Fig. 7.11. Dependency of K⁺ channels on the membrane potential (voltage). a The dashed line shows the degree to which a K⁺ channel population is open for inward or outward K⁺ fluxes. At the equilibrium voltage (E_K) no net flux of potassium takes place. The E_K depends on the potassium concentrations on both sides of the membrane. In principle, and given a respective membrane potential, an inward rectifier can also export K⁺ ions, and vice versa. The activity of the voltage-gated channels changes gradually with a change in the membrane potential. Inward-rectifying K⁺ channels b open upon hyperpolarisation of the membrane potential (i.e. a shift to more negative values), and outward-rectifying K⁺ channels c open upon depolarisation of the membrane potential (i.e. a shift to less negative values). (Dreyer and Blatt 2009)

Channels whose activities change the membrane potential can, on the other hand, be controlled by that potential. They are termed voltage-gated channels, in contrast to channels that are controlled by specific ligands (ligand-gated channels). Gating of these channels can control K⁺ mineral nutrition (Sect. 7.3.2.2), signalling, and abiotic as well as biotic stress responses. The regulation of inward- and outward-rectifying K⁺ channels plays a key role in controlling the turgor of guard cells and the apertures of stomata (Sect 6.3.3).

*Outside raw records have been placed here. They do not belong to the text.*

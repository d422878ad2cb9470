//! Password strength policy.

use podharbor_core::{DomainResult, Fault};

const MIN_LEN: usize = 8;
const MAX_LEN: usize = 20;
const SPECIALS: &str = "@$!%*?&";

/// Check a candidate password against the strength policy: 8–20 characters,
/// at least one lowercase letter, one uppercase letter, one digit, and one
/// special from `@$!%*?&`; no characters outside those classes.
pub fn ensure_strong(password: &str) -> DomainResult<()> {
    let len = password.chars().count();
    if len < MIN_LEN || len > MAX_LEN {
        return Err(Fault::weak_password());
    }

    let mut lower = false;
    let mut upper = false;
    let mut digit = false;
    let mut special = false;

    for c in password.chars() {
        if c.is_ascii_lowercase() {
            lower = true;
        } else if c.is_ascii_uppercase() {
            upper = true;
        } else if c.is_ascii_digit() {
            digit = true;
        } else if SPECIALS.contains(c) {
            special = true;
        } else {
            return Err(Fault::weak_password());
        }
    }

    if lower && upper && digit && special {
        Ok(())
    } else {
        Err(Fault::weak_password())
    }
}

#[cfg(test)]
mod tests {
    use super::*;

    #[test]
    fn accepts_a_conforming_password() {
        assert!(ensure_strong("Str0ng!Pass").is_ok());
    }

    #[test]
    fn rejects_missing_classes() {
        assert!(ensure_strong("str0ng!pass").is_err()); // no uppercase
        assert!(ensure_strong("STR0NG!PASS").is_err()); // no lowercase
        assert!(ensure_strong("Strong!Pass").is_err()); // no digit
        assert!(ensure_strong("Str0ngPass1").is_err()); // no special
    }

    #[test]
    fn rejects_bad_lengths_and_foreign_characters() {
        assert!(ensure_strong("S0!a").is_err());
        assert!(ensure_strong("S0!aaaaaaaaaaaaaaaaaaaaaaa").is_err());
        assert!(ensure_strong("Str0ng!Pa s").is_err()); // space is outside the alphabet
    }
}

Depending on the nutrient ion in question, uptake into the root symplast—that is, the cytosol—has to be either energised or not. The plasma membrane potential of plant cells is negative (around -150 mV), owing largely to the proton pumping activity of H⁺-ATPases. Thus, cations such as K⁺ or Fe²⁺ can in principle move passively into the cytosol along an electric potential gradient through channels or uniporters. In contrast, anions such as phosphate, nitrate and sulphate enter a root cell against a potential gradient. This is enabled by H⁺-coupled symport (Figs. 7.8 and 7.10). Conversely, efflux out of the symplast into the apoplast for xylem loading requires energisation for the cations and is energetically favourable for the anions.

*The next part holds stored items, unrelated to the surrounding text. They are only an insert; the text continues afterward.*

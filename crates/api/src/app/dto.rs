//! Request/response DTOs and JSON mapping shapes.

use chrono::{DateTime, Utc};
use serde::{Deserialize, Serialize};

use podharbor_auth::Role;
use podharbor_catalog::{EpisodeStatus, PodcastStatus};
use podharbor_core::{AccountId, Patch, PodcastId};
use podharbor_infra::{AudioExt, ImageExt, Page};

// ── auth ────────────────────────────────────────────────────────────────

#[derive(Debug, Deserialize)]
pub struct RegisterRequest {
    pub email: String,
    pub username: String,
    pub password: String,
    pub bio: Option<String>,
}

#[derive(Debug, Serialize)]
pub struct RegisterResponse {
    pub account_id: AccountId,
    pub email: String,
    pub username: String,
    pub verification_required: bool,
}

#[derive(Debug, Deserialize)]
pub struct LoginRequest {
    pub email: String,
    pub password: String,
}

#[derive(Debug, Serialize)]
pub struct LoginResponse {
    pub account_id: AccountId,
    pub email: String,
    pub username: String,
    pub roles: Vec<Role>,
    pub profile_url: Option<String>,
    pub access_token: String,
    pub refresh_token: String,
}

#[derive(Debug, Serialize)]
pub struct TokenPairResponse {
    pub access_token: String,
    pub refresh_token: String,
}

#[derive(Debug, Deserialize)]
pub struct RefreshRequest {
    pub refresh_token: String,
}

#[derive(Debug, Deserialize)]
pub struct VerifyEmailRequest {
    pub email: String,
    pub token: String,
}

#[derive(Debug, Deserialize)]
pub struct ResendVerificationRequest {
    pub email: String,
    pub purpose: VerificationPurpose,
}

#[derive(Debug, Clone, Copy, Deserialize)]
#[serde(rename_all = "snake_case")]
pub enum VerificationPurpose {
    Email,
    PasswordReset,
    AccountDeletion,
}

#[derive(Debug, Deserialize)]
pub struct SignOutRequest {
    pub email: String,
    pub password: String,
}

#[derive(Debug, Deserialize)]
pub struct ChangePasswordRequest {
    pub email: String,
    pub password: String,
    pub new_password: String,
}

#[derive(Debug, Deserialize)]
pub struct ResetPasswordRequest {
    pub email: String,
    pub token: String,
    pub new_password: String,
    pub confirm_password: String,
}

// ── profile ─────────────────────────────────────────────────────────────

#[derive(Debug, Serialize)]
pub struct ProfileResponse {
    pub account_id: AccountId,
    pub email: String,
    pub username: String,
    pub bio: Option<String>,
    pub profile_url: Option<String>,
    pub roles: Vec<Role>,
    pub podcast_count: usize,
    pub joined_at: DateTime<Utc>,
    pub updated_at: DateTime<Utc>,
    pub last_login_at: Option<DateTime<Utc>>,
}

#[derive(Debug, Deserialize, Default)]
pub struct UpdateProfileRequest {
    pub username: Option<String>,
    #[serde(default)]
    pub bio: Patch<String>,
    #[serde(default)]
    pub profile_path: Patch<String>,
}

#[derive(Debug, Deserialize)]
pub struct DeleteAccountRequest {
    pub token: String,
}

#[derive(Debug, Deserialize)]
pub struct ImageUploadRequest {
    pub extension: ImageExt,
}

#[derive(Debug, Deserialize)]
pub struct AudioUploadRequest {
    pub extension: AudioExt,
}

#[derive(Debug, Serialize)]
pub struct UploadUrlResponse {
    pub upload_url: String,
    pub blob_path: String,
}

// ── podcasts (owner surface) ────────────────────────────────────────────

#[derive(Debug, Deserialize)]
pub struct CreatePodcastRequest {
    pub title: String,
    pub description: String,
    pub category: String,
}

#[derive(Debug, Deserialize, Default)]
pub struct UpdatePodcastRequest {
    pub title: Option<String>,
    pub description: Option<String>,
    pub category: Option<String>,
    #[serde(default)]
    pub cover_path: Patch<String>,
    #[serde(default)]
    pub banner_path: Patch<String>,
}

/// `cover` or `banner`.
#[derive(Debug, Clone, Copy, PartialEq, Eq, Deserialize)]
#[serde(rename_all = "lowercase")]
pub enum ImageSlot {
    Cover,
    Banner,
}

#[derive(Debug, Deserialize)]
pub struct PodcastImageUploadRequest {
    pub slot: ImageSlot,
    pub extension: ImageExt,
}

#[derive(Debug, Serialize)]
pub struct PodcastSummary {
    pub podcast_id: PodcastId,
    pub title: String,
    pub category: String,
    pub status: PodcastStatus,
    pub flagged: bool,
    pub cover_url: Option<String>,
    pub episode_count: usize,
    pub published_at: Option<DateTime<Utc>>,
    pub last_episode_at: Option<DateTime<Utc>>,
}

#[derive(Debug, Serialize)]
pub struct PodcastDetail {
    pub podcast_id: PodcastId,
    pub title: String,
    pub description: String,
    pub category: String,
    pub status: PodcastStatus,
    pub flagged: bool,
    pub cover_url: Option<String>,
    pub banner_url: Option<String>,
    pub episode_count: usize,
    pub created_at: DateTime<Utc>,
    pub updated_at: DateTime<Utc>,
    pub published_at: Option<DateTime<Utc>>,
    pub last_episode_at: Option<DateTime<Utc>>,
}

// ── episodes ────────────────────────────────────────────────────────────

#[derive(Debug, Deserialize)]
pub struct CreateEpisodeRequest {
    pub title: String,
    pub description: Option<String>,
    pub duration_secs: u32,
}

#[derive(Debug, Deserialize, Default)]
pub struct UpdateEpisodeRequest {
    pub title: Option<String>,
    #[serde(default)]
    pub description: Patch<String>,
    pub duration_secs: Option<u32>,
    #[serde(default)]
    pub image_path: Patch<String>,
    #[serde(default)]
    pub audio_path: Patch<String>,
}

#[derive(Debug, Serialize)]
pub struct EpisodeDetail {
    /// Positional identity: the episode's index in the podcast's list.
    pub episode_id: usize,
    pub title: String,
    pub description: Option<String>,
    pub image_url: Option<String>,
    pub audio_url: Option<String>,
    pub duration_secs: u32,
    pub status: EpisodeStatus,
    pub created_at: DateTime<Utc>,
    pub updated_at: DateTime<Utc>,
    pub published_at: Option<DateTime<Utc>>,
}

// ── public discovery ────────────────────────────────────────────────────

#[derive(Debug, Serialize)]
pub struct PublicPodcast {
    pub podcast_id: PodcastId,
    pub title: String,
    pub description: String,
    pub creator_id: AccountId,
    pub creator_name: String,
    pub category: String,
    pub cover_url: Option<String>,
    pub banner_url: Option<String>,
    /// Published episodes only.
    pub episode_count: usize,
    pub published_at: Option<DateTime<Utc>>,
    pub last_episode_at: Option<DateTime<Utc>>,
}

#[derive(Debug, Serialize)]
pub struct PublicEpisode {
    /// Index within the *published* episode list.
    pub episode_id: usize,
    pub title: String,
    pub description: Option<String>,
    pub image_url: Option<String>,
    pub audio_url: Option<String>,
    pub duration_secs: u32,
    pub published_at: Option<DateTime<Utc>>,
}

#[derive(Debug, Serialize)]
pub struct CreatorResponse {
    pub creator_id: AccountId,
    pub username: String,
    pub bio: Option<String>,
    pub profile_url: Option<String>,
    pub joined_at: DateTime<Utc>,
    pub published_podcast_count: usize,
}

// ── admin ───────────────────────────────────────────────────────────────

#[derive(Debug, Serialize)]
pub struct AdminAccountSummary {
    pub account_id: AccountId,
    pub username: String,
    pub email: String,
    pub profile_url: Option<String>,
    pub roles: Vec<Role>,
    pub locked: bool,
    pub email_verified: bool,
    pub podcast_count: usize,
    pub joined_at: DateTime<Utc>,
    pub last_login_at: Option<DateTime<Utc>>,
}

#[derive(Debug, Serialize)]
pub struct AdminAccountDetail {
    #[serde(flatten)]
    pub summary: AdminAccountSummary,
    pub podcasts: Vec<PodcastSummary>,
}

// ── query parameters ────────────────────────────────────────────────────

/// Podcast status filter; `FLAGGED` is the moderation pseudo-status layered
/// on top of the real three.
#[derive(Debug, Clone, Copy, PartialEq, Eq, Deserialize)]
#[serde(rename_all = "SCREAMING_SNAKE_CASE")]
pub enum PodcastStatusParam {
    Draft,
    Published,
    Archived,
    Flagged,
}

#[derive(Debug, Clone, Copy, PartialEq, Eq, Deserialize)]
#[serde(rename_all = "SCREAMING_SNAKE_CASE")]
pub enum AccountStatusParam {
    Active,
    Locked,
    PendingVerification,
}

#[derive(Debug, Deserialize, Default)]
pub struct PodcastListParams {
    pub q: Option<String>,
    pub status: Option<PodcastStatusParam>,
    #[serde(default)]
    pub page: usize,
    pub size: Option<usize>,
}

#[derive(Debug, Deserialize, Default)]
pub struct DiscoveryParams {
    pub q: Option<String>,
    pub category: Option<String>,
    #[serde(default)]
    pub page: usize,
    pub size: Option<usize>,
}

#[derive(Debug, Deserialize, Default)]
pub struct AccountListParams {
    pub q: Option<String>,
    pub role: Option<Role>,
    pub status: Option<AccountStatusParam>,
    #[serde(default)]
    pub page: usize,
    pub size: Option<usize>,
}

// ── pagination envelope ─────────────────────────────────────────────────

#[derive(Debug, Serialize)]
pub struct PageResponse<T> {
    pub items: Vec<T>,
    pub page: usize,
    pub size: usize,
    pub total: usize,
}

impl<T> From<Page<T>> for PageResponse<T> {
    fn from(page: Page<T>) -> Self {
        Self {
            items: page.items,
            page: page.page,
            size: page.size,
            total: page.total,
        }
    }
}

One of the hallmarks of plant mineral uptake is the existence of multiphasic uptake systems with varying affinities, as classically shown for K⁺ (Epstein et al. 1963). Depending on the concentration in the soil solution, low-affinity or high-affinity transport systems with affinities in the millimolar or micromolar range, respectively, are in operation (Fig. 7.12).

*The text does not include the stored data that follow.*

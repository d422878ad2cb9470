//! In-memory document store (tests and development).

use std::collections::HashMap;
use std::sync::RwLock;

use async_trait::async_trait;

use podharbor_accounts::Account;
use podharbor_auth::Role;
use podharbor_catalog::{Podcast, PodcastStatus};
use podharbor_core::{AccountId, PodcastId};

use super::{
    AccountFilter, AccountStore, Page, PageRequest, PodcastFilter, PodcastStore, StoreError,
};

/// Both document collections behind plain `RwLock`s.
///
/// Lock scope is one call; nothing await-s while holding a guard.
#[derive(Debug, Default)]
pub struct InMemoryStore {
    accounts: RwLock<HashMap<AccountId, Account>>,
    podcasts: RwLock<HashMap<PodcastId, Podcast>>,
}

impl InMemoryStore {
    pub fn new() -> Self {
        Self::default()
    }
}

fn lock_poisoned<T>(_: std::sync::PoisonError<T>) -> StoreError {
    StoreError::Backend("lock poisoned".to_string())
}

fn paginate<T>(mut items: Vec<T>, page: PageRequest) -> Page<T> {
    let total = items.len();
    let start = page.offset().min(total);
    let end = (start + page.size).min(total);
    let items = items.drain(start..end).collect();
    Page {
        items,
        page: page.page,
        size: page.size,
        total,
    }
}

fn contains_ci(haystack: &str, needle: &str) -> bool {
    haystack.to_lowercase().contains(needle)
}

fn account_matches(account: &Account, filter: &AccountFilter) -> bool {
    if let Some(role) = filter.role {
        if !account.roles.contains(&role) {
            return false;
        }
    }
    if let Some(locked) = filter.locked {
        if account.locked != locked {
            return false;
        }
    }
    if let Some(verified) = filter.email_verified {
        if account.email_verified != verified {
            return false;
        }
    }
    if let Some(keyword) = filter.keyword.as_deref() {
        let needle = keyword.to_lowercase();
        let hit = contains_ci(&account.username, &needle)
            || contains_ci(&account.email, &needle)
            || account
                .bio
                .as_deref()
                .is_some_and(|bio| contains_ci(bio, &needle));
        if !hit {
            return false;
        }
    }
    true
}

fn podcast_matches(podcast: &Podcast, filter: &PodcastFilter) -> bool {
    if let Some(owner) = filter.owner {
        if podcast.owner != owner {
            return false;
        }
    }
    if let Some(category) = filter.category.as_deref() {
        if !podcast.category.eq_ignore_ascii_case(category) {
            return false;
        }
    }
    if let Some(flagged) = filter.flagged {
        if podcast.flagged != flagged {
            return false;
        }
    }
    if let Some(status) = filter.status {
        if podcast.status != status {
            return false;
        }
    }
    if let Some(episode_status) = filter.episode_status {
        if !podcast.episodes.iter().any(|e| e.status == episode_status) {
            return false;
        }
    }
    if let Some(keyword) = filter.keyword.as_deref() {
        let needle = keyword.to_lowercase();
        let hit = contains_ci(&podcast.title, &needle)
            || contains_ci(&podcast.description, &needle)
            || podcast.episodes.iter().any(|e| {
                contains_ci(&e.title, &needle)
                    || e.description
                        .as_deref()
                        .is_some_and(|d| contains_ci(d, &needle))
            });
        if !hit {
            return false;
        }
    }
    true
}

#[async_trait]
impl AccountStore for InMemoryStore {
    async fn get(&self, id: AccountId) -> Result<Option<Account>, StoreError> {
        Ok(self.accounts.read().map_err(lock_poisoned)?.get(&id).cloned())
    }

    async fn find_by_email(&self, email: &str) -> Result<Option<Account>, StoreError> {
        let probe = email.trim().to_lowercase();
        Ok(self
            .accounts
            .read()
            .map_err(lock_poisoned)?
            .values()
            .find(|a| a.email == probe)
            .cloned())
    }

    async fn email_exists(&self, email: &str) -> Result<bool, StoreError> {
        Ok(self.find_by_email(email).await?.is_some())
    }

    async fn username_exists(&self, username: &str) -> Result<bool, StoreError> {
        let probe = username.trim().to_lowercase();
        Ok(self
            .accounts
            .read()
            .map_err(lock_poisoned)?
            .values()
            .any(|a| a.username == probe))
    }

    async fn any_with_role(&self, role: Role) -> Result<bool, StoreError> {
        Ok(self
            .accounts
            .read()
            .map_err(lock_poisoned)?
            .values()
            .any(|a| a.roles.contains(&role)))
    }

    async fn save(&self, account: &Account) -> Result<(), StoreError> {
        self.accounts
            .write()
            .map_err(lock_poisoned)?
            .insert(account.id, account.clone());
        Ok(())
    }

    async fn delete(&self, id: AccountId) -> Result<(), StoreError> {
        self.accounts.write().map_err(lock_poisoned)?.remove(&id);
        Ok(())
    }

    async fn search(
        &self,
        filter: &AccountFilter,
        page: PageRequest,
    ) -> Result<Page<Account>, StoreError> {
        let mut matches: Vec<Account> = self
            .accounts
            .read()
            .map_err(lock_poisoned)?
            .values()
            .filter(|a| account_matches(a, filter))
            .cloned()
            .collect();
        matches.sort_by(|a, b| b.created_at.cmp(&a.created_at));
        Ok(paginate(matches, page))
    }
}

#[async_trait]
impl PodcastStore for InMemoryStore {
    async fn get(&self, id: PodcastId) -> Result<Option<Podcast>, StoreError> {
        Ok(self.podcasts.read().map_err(lock_poisoned)?.get(&id).cloned())
    }

    async fn save(&self, podcast: &Podcast) -> Result<(), StoreError> {
        self.podcasts
            .write()
            .map_err(lock_poisoned)?
            .insert(podcast.id, podcast.clone());
        Ok(())
    }

    async fn delete(&self, id: PodcastId) -> Result<(), StoreError> {
        self.podcasts.write().map_err(lock_poisoned)?.remove(&id);
        Ok(())
    }

    async fn list_by_owner(&self, owner: AccountId) -> Result<Vec<Podcast>, StoreError> {
        let mut owned: Vec<Podcast> = self
            .podcasts
            .read()
            .map_err(lock_poisoned)?
            .values()
            .filter(|p| p.owner == owner)
            .cloned()
            .collect();
        owned.sort_by(|a, b| b.created_at.cmp(&a.created_at));
        Ok(owned)
    }

    async fn count_by_owner(
        &self,
        owner: AccountId,
        status: Option<PodcastStatus>,
    ) -> Result<usize, StoreError> {
        Ok(self
            .podcasts
            .read()
            .map_err(lock_poisoned)?
            .values()
            .filter(|p| p.owner == owner && status.is_none_or(|s| p.status == s))
            .count())
    }

    async fn search(
        &self,
        filter: &PodcastFilter,
        page: PageRequest,
    ) -> Result<Page<Podcast>, StoreError> {
        let mut matches: Vec<Podcast> = self
            .podcasts
            .read()
            .map_err(lock_poisoned)?
            .values()
            .filter(|p| podcast_matches(p, filter))
            .cloned()
            .collect();
        // Most recently published first; never-published sort last, newest
        // creation first among them.
        matches.sort_by(|a, b| {
            b.published_at
                .cmp(&a.published_at)
                .then(b.created_at.cmp(&a.created_at))
        });
        Ok(paginate(matches, page))
    }
}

Fig. 7.12. Multiphasic nutrient uptake systems. Usually two types of uptake systems for nutrients such as K⁺ can be expressed in plants, depending on availability and the physiological state; a high-affinity system is induced when nutrient availability is limited, and a low-affinity system operates when the nutrient supply is good

Fig. 7.13. Nutrient acquisition by the plant root is dependent on families of transporters differing in affinity, expression level and localisation. The example of nitrate is shown. Both uptake and efflux activities are involved in supplying nitrate in the right concentrations to roots and—via the xylem—shoots. Ovals represent members of the low-affinity NRT1 transporter family; rectangles represent members of the high-affinity NRT2 transporter family. The storage of nitrate in root cell vacuoles is not shown

As for enzymes, the affinity for the substrate is expressed as a K_M (Michaelis-Menten) value—that is, the substrate concentration at which the transport rate is half maximal. Typically, a plant possesses several isoforms of both low-affinity and high- affinity transporters, which vary in localisation and timing of expression (Fig. 7.13). This applies to both monocot and dicot plants.